You only have voice on the audio and that is very similar to our presentations. Of course, we can add visual stimulation through the slide deck and that mechanism also adds great navigation possibilities to keep the listeners with us. Nevertheless, I was thinking about those occasions where you don’t or can’t use slides and what were the learnings about navigation, when all you have to work with is voice.
This is where signposts come in. As trainers, we are taught to set up the phases of the training. For example, if we are going to go into small groups to discuss a point, we don’t just say, “break into three groups”. We will say, “In a moment, we are going to break into three groups to discuss XYZ”. The reason for this is we need navigation for the participants during the class. They need to mentally prepare themselves for the pivot from what they have been doing to what is coming in the next phase.

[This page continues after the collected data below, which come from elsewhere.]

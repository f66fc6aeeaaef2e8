//! Field literal grammar
//!
//! Plain JSON is tried first. Anything else goes through [`RULES`] top to
//! bottom and the first matching pattern decides; its handler may still
//! reject the literal.

use super::types::FieldValue;
use crate::schema::DYNAMIC_TAG;
use crate::types::{JsonObject, JsonValue};
use regex::{Captures, Regex};
use std::sync::LazyLock;

struct LiteralRule {
    pattern: LazyLock<Regex>,
    parse: fn(&Captures<'_>) -> Option<FieldValue>,
}

static RULES: [LiteralRule; 3] = [
    // <Name>[...]
    LiteralRule {
        pattern: LazyLock::new(|| Regex::new(r"^<(\w+)>\[(.*)\]$").expect("valid list literal regex")),
        parse: |c| {
            Some(FieldValue::List {
                class: c[1].to_string(),
                value: body(c.get(2)),
            })
        },
    },
    // <String, Name>{...}
    LiteralRule {
        pattern: LazyLock::new(|| {
            Regex::new(r"^<String,\s*(\w+)>(\{.*\})$").expect("valid map literal regex")
        }),
        parse: parse_map,
    },
    // Name(...)
    LiteralRule {
        pattern: LazyLock::new(|| {
            Regex::new(r"^([a-zA-Z]\w*)(?:\((.*)\)$)?").expect("valid class literal regex")
        }),
        parse: |c| {
            Some(FieldValue::Class {
                class: c[1].to_string(),
                value: body(c.get(2)),
            })
        },
    },
];

/// JSON body of a class literal; elided or unparsable bodies are `None`
fn body(m: Option<regex::Match<'_>>) -> Option<JsonValue> {
    m.and_then(|m| serde_json::from_str(m.as_str()).ok())
}

fn parse_map(c: &Captures<'_>) -> Option<FieldValue> {
    let value: JsonObject = serde_json::from_str(&c[2]).ok()?;
    if &c[1] == DYNAMIC_TAG {
        return Some(FieldValue::Dynamic(value.into()));
    }
    let key = value.keys().next()?.clone();
    Some(FieldValue::Mapped {
        class: c[1].to_string(),
        key,
        value,
    })
}

/// Parse the backquoted literal of a field comment
pub fn parse_literal(literal: &str) -> Option<FieldValue> {
    if let Ok(value) = serde_json::from_str(literal) {
        return Some(FieldValue::Literal(value));
    }
    RULES
        .iter()
        .find_map(|rule| rule.pattern.captures(literal).map(|c| (rule.parse)(&c)))
        .flatten()
}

Our presentations are like that too. We will have certain topics in the speech providing the points we want to make and the evidence to support our position. Generally, in a forty-minute speech, we will have a limited number of “chapters” for our speech. We have our overarching key point we want to make and then we back that up with sub-points arranged as chapters and then surround those sub-points with proof. There are a series of pivots, from one chapter to the next, throughout the talk. We need to make sure we are guiding our audience to come with us, rather than making a pivot and losing them on the turn.

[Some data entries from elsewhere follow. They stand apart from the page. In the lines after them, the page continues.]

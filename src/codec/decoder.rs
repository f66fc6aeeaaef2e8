//! Line state machine over class records

use super::lines::LineSplitter;
use super::rules::parse_literal;
use super::types::{ClassRecord, FieldValue, Restored};
use crate::error::{Error, Result};
use crate::schema::TOOL_NAME;
use crate::types::{FieldMapping, JsonObject, JsonValue};
use indexmap::IndexMap;
use regex::Regex;
use std::fs::File;
use std::io::{ErrorKind, Read};
use std::path::Path;
use std::sync::LazyLock;
use tracing::debug;

static TOOL_OPEN_REGEX: LazyLock<Regex> = LazyLock::new(|| {
    Regex::new(&format!(r"^\W*\{{@tool\s+{TOOL_NAME}\s+([^}}]+)\}}")).expect("valid tool regex")
});

static TOOL_CLOSE_REGEX: LazyLock<Regex> =
    LazyLock::new(|| Regex::new(r"^\W*\{@end-tool\}").expect("valid end-tool regex"));

static FIELD_REGEX: LazyLock<Regex> = LazyLock::new(|| {
    Regex::new(r"\*\s*(\w+)(?:\((\w+)\))?\s*:\s*`(.*)`\s*$").expect("valid field regex")
});

static PROVENANCE_REGEX: LazyLock<Regex> = LazyLock::new(|| {
    Regex::new(r"//\W+GENERATED\s+BY\s+`\s*([\w-]+)(.*)`\s*$").expect("valid provenance regex")
});

/// Document decoder, fed one line at a time
#[derive(Debug, Default)]
pub struct Decoder {
    records: IndexMap<String, ClassRecord>,
    current: Option<String>,
    cmd: Option<String>,
    args: Option<String>,
    line_no: usize,
}

impl Decoder {
    /// Create a decoder with no records
    pub fn new() -> Self {
        Self::default()
    }

    /// Records collected so far, in discovery order
    pub fn records(&self) -> &IndexMap<String, ClassRecord> {
        &self.records
    }

    /// Process one line (without its terminator)
    pub fn feed_line(&mut self, line: &str) -> Result<()> {
        self.line_no += 1;

        if let Some(caps) = TOOL_OPEN_REGEX.captures(line) {
            let argv: Vec<&str> = caps[1].split_whitespace().collect();
            let name = argv
                .iter()
                .position(|a| *a == "--name")
                .and_then(|i| argv.get(i + 1))
                .ok_or_else(|| self.syntax_error(line))?
                .to_string();
            let record = self.records.entry(name.clone()).or_insert_with(|| {
                debug!(class = %name, "class record opened");
                ClassRecord::new(true)
            });
            record.opened = true;
            if argv.contains(&"--strict") {
                record.strict = true;
            }
            self.current = Some(name);
        } else if TOOL_CLOSE_REGEX.is_match(line) {
            self.current = None;
        } else if let Some(current) = self.current.clone() {
            let Some(caps) = FIELD_REGEX.captures(line) else {
                return Ok(());
            };
            let key = caps.get(2).or_else(|| caps.get(1)).map_or("", |m| m.as_str());
            let value = parse_literal(&caps[3]).ok_or_else(|| self.syntax_error(line))?;
            if let Some(class) = value.class_ref() {
                self.reference(class, &current);
            }
            if let Some(record) = self.records.get_mut(&current) {
                record.fields.insert(key.to_string(), value);
            }
        } else if let Some(caps) = PROVENANCE_REGEX.captures(line) {
            self.cmd = Some(caps[1].to_string());
            self.args = Some(caps[2].trim().to_string());
        }
        Ok(())
    }

    /// Note a reference from `from` to `class`
    ///
    /// A referenced class is nested somewhere, so it cannot be the top
    /// class, unless it refers to itself.
    fn reference(&mut self, class: &str, from: &str) {
        match self.records.get_mut(class) {
            Some(record) if class != from => record.top = false,
            Some(_) => {}
            None => {
                debug!(class = %class, "forward reference");
                self.records.insert(class.to_string(), ClassRecord::new(false));
            }
        }
    }

    fn syntax_error(&self, line: &str) -> Error {
        Error::DecodeSyntax {
            line_no: self.line_no,
            line: line.to_string(),
            partial: self.partial(),
        }
    }

    fn partial(&self) -> String {
        serde_json::to_string_pretty(&self.records).unwrap_or_default()
    }

    /// Resolve the top class and assemble its data and map
    pub fn finish(self) -> Result<Restored> {
        let Some(top) = self
            .records
            .iter()
            .find(|(_, record)| record.top)
            .map(|(name, _)| name.clone())
        else {
            return Err(Error::NoTopClass {
                partial: self.partial(),
            });
        };

        let mut visiting = Vec::new();
        let (data, map) = self.assemble(&top, &mut visiting);
        debug!(class = %top, records = self.records.len(), "decoded");
        Ok(Restored {
            cmd: self.cmd,
            args: self.args,
            data,
            map,
        })
    }

    /// Data and mapping of a referenced class
    ///
    /// A class that never got a block of its own is only recorded by the
    /// referencing literal, so that literal is its data.
    fn resolve(
        &self,
        class: &str,
        literal: Option<&JsonValue>,
        visiting: &mut Vec<String>,
    ) -> (JsonValue, FieldMapping) {
        let opened = self.records.get(class).is_some_and(|r| r.opened);
        match literal {
            Some(value) if !opened => (value.clone(), FieldMapping::named(class)),
            _ => self.assemble(class, visiting),
        }
    }

    /// Data and mapping of one class, with references resolved
    ///
    /// A class already on the `visiting` stack resolves to an empty object.
    fn assemble(&self, name: &str, visiting: &mut Vec<String>) -> (JsonValue, FieldMapping) {
        let mut mapping = FieldMapping::named(name);
        let mut data = JsonObject::new();
        let record = match self.records.get(name) {
            Some(record) if !visiting.iter().any(|v| v == name) => record,
            _ => return (data.into(), mapping),
        };
        mapping.strict = record.strict;
        visiting.push(name.to_string());

        for (key, field) in &record.fields {
            match field {
                FieldValue::Literal(value) => {
                    if value.is_object() || value.is_array() {
                        mapping.map.insert(
                            key.clone(),
                            FieldMapping {
                                ignore: true,
                                ..Default::default()
                            },
                        );
                    }
                    data.insert(key.clone(), value.clone());
                }
                FieldValue::Dynamic(value) => {
                    mapping.map.insert(
                        key.clone(),
                        FieldMapping {
                            dynamic: true,
                            ..Default::default()
                        },
                    );
                    data.insert(key.clone(), value.clone());
                }
                FieldValue::Class { class, value } => {
                    let (value, child) = self.resolve(class, value.as_ref(), visiting);
                    mapping.map.insert(key.clone(), child);
                    data.insert(key.clone(), value);
                }
                FieldValue::List { class, value } => {
                    let (value, child) = self.resolve(class, value.as_ref(), visiting);
                    mapping.map.insert(key.clone(), child);
                    data.insert(key.clone(), JsonValue::Array(vec![value]));
                }
                FieldValue::Mapped {
                    class,
                    key: representative,
                    value,
                } => {
                    let literal = value.get(representative);
                    let (item, mut child) = self.resolve(class, literal, visiting);
                    child.suffix = false;
                    let mut value = value.clone();
                    value.insert(representative.clone(), item);
                    let mut container = FieldMapping {
                        mapped: true,
                        ..Default::default()
                    };
                    container.map.insert(representative.clone(), child);
                    mapping.map.insert(key.clone(), container);
                    data.insert(key.clone(), value.into());
                }
            }
        }

        visiting.pop();
        (data.into(), mapping)
    }
}

/// Decode a whole document held in memory
pub fn decode(text: &str) -> Result<Restored> {
    let mut decoder = Decoder::new();
    let mut splitter = LineSplitter::new();
    for line in splitter.push(text.as_bytes()) {
        decoder.feed_line(&line)?;
    }
    if let Some(line) = splitter.finish() {
        decoder.feed_line(&line)?;
    }
    decoder.finish()
}

/// Decode a document read from any byte stream
pub fn decode_reader<R: Read>(mut reader: R) -> Result<Restored> {
    let mut decoder = Decoder::new();
    let mut splitter = LineSplitter::new();
    let mut buf = [0u8; 8192];
    loop {
        let n = match reader.read(&mut buf) {
            Ok(0) => break,
            Ok(n) => n,
            Err(e) if e.kind() == ErrorKind::Interrupted => continue,
            Err(e) => return Err(e.into()),
        };
        for line in splitter.push(&buf[..n]) {
            decoder.feed_line(&line)?;
        }
    }
    if let Some(line) = splitter.finish() {
        decoder.feed_line(&line)?;
    }
    decoder.finish()
}

/// Decode a file; a missing file is [`Error::FileNotFound`]
pub fn decode_file(path: &Path) -> Result<Restored> {
    let file = File::open(path).map_err(|e| {
        if e.kind() == ErrorKind::NotFound {
            Error::FileNotFound {
                path: path.display().to_string(),
            }
        } else {
            Error::Io(e)
        }
    })?;
    decode_reader(file)
}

We might bridge from one topic to the next if the theme is related, or we may need to make a sharp turn to a new topic. Either way, we need to announce it to the audience. For example, “we have been talking about the economic ramifications of this change in regulation. Let me now talk about the HR dimensions of these proposed changes”. The regulatory changes are the common issue and we are slightly elongating the topic to cover another different but related angle, so the transition is easy for our listeners to follow.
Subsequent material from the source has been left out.